╔══

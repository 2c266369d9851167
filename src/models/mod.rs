mod business;
mod task;
mod user;
mod workspace;

pub use business::{Business, BusinessStatus, Stage};
pub use task::{Task, TaskWithRelations};
pub use user::User;
pub use workspace::{MemberRole, Workspace, WorkspaceMember};
use clap::Parser;
use tracing_subscriber::{layer::SubscriberExt, util::SubscriberInitExt};

use kundebok::cli::{
    run_add, run_convert, run_customers, run_edit, run_leads, run_login, run_setup, run_show,
    run_task_add, run_tasks, run_whoami, Cli, Commands,
};
use kundebok::db::Database;

fn main() -> anyhow::Result<()> {
    tracing_subscriber::registry()
        .with(
            tracing_subscriber::EnvFilter::try_from_default_env()
                .unwrap_or_else(|_| "kundebok=warn".into()),
        )
        .with(tracing_subscriber::fmt::layer())
        .init();

    let cli = Cli::parse();
    let db = match cli.db {
        Some(path) => Database::open_at(path)?,
        None => Database::open()?,
    };

    match cli.command {
        Commands::Setup(args) => {
            run_setup(&db, &args.workspace, &args.user, args.name.as_deref())?;
        }
        Commands::Login(args) => {
            run_login(&db, &args.email)?;
        }
        Commands::Whoami => {
            run_whoami(&db)?;
        }
        Commands::Customers(args) => {
            run_customers(&db, args.query.as_deref(), args.json)?;
        }
        Commands::Leads(args) => {
            run_leads(&db, args.query.as_deref(), args.json)?;
        }
        Commands::Show(args) => {
            run_show(&db, &args.id)?;
        }
        Commands::Add(args) => {
            run_add(&db, &args)?;
        }
        Commands::Edit(args) => {
            run_edit(&db, &args)?;
        }
        Commands::Convert(args) => {
            run_convert(&db, &args.id)?;
        }
        Commands::Tasks(args) => {
            run_tasks(&db, args.query.as_deref(), args.assignee.as_deref(), args.json)?;
        }
        Commands::TaskAdd(args) => {
            run_task_add(&db, &args)?;
        }
    }

    Ok(())
}
use anyhow::Result;
use rusqlite::{params, Row};

use super::{parse_timestamp, Database};
use crate::models::User;

impl Database {
    pub fn insert_user(&self, user: &User) -> Result<()> {
        self.conn().execute(
            "INSERT INTO users (id, name, email, created_at, updated_at) VALUES (?, ?, ?, ?, ?)",
            params![
                user.id,
                user.name,
                user.email,
                user.created_at.to_rfc3339(),
                user.updated_at.to_rfc3339(),
            ],
        )?;
        Ok(())
    }

    pub fn get_user_by_email(&self, email: &str) -> Result<Option<User>> {
        let mut stmt = self
            .conn()
            .prepare("SELECT * FROM users WHERE email = ? LIMIT 1")?;

        let result = stmt.query_row([email], row_to_user);

        match result {
            Ok(user) => Ok(Some(user)),
            Err(rusqlite::Error::QueryReturnedNoRows) => Ok(None),
            Err(e) => Err(e.into()),
        }
    }
}

pub(crate) fn row_to_user(row: &Row) -> rusqlite::Result<User> {
    let created_at: String = row.get("created_at")?;
    let updated_at: String = row.get("updated_at")?;

    Ok(User {
        id: row.get("id")?,
        name: row.get("name")?,
        email: row.get("email")?,
        created_at: parse_timestamp(&created_at),
        updated_at: parse_timestamp(&updated_at),
    })
}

╚══

Find the lines in the records that include the string "json", and reply with how many there are, nothing more.

3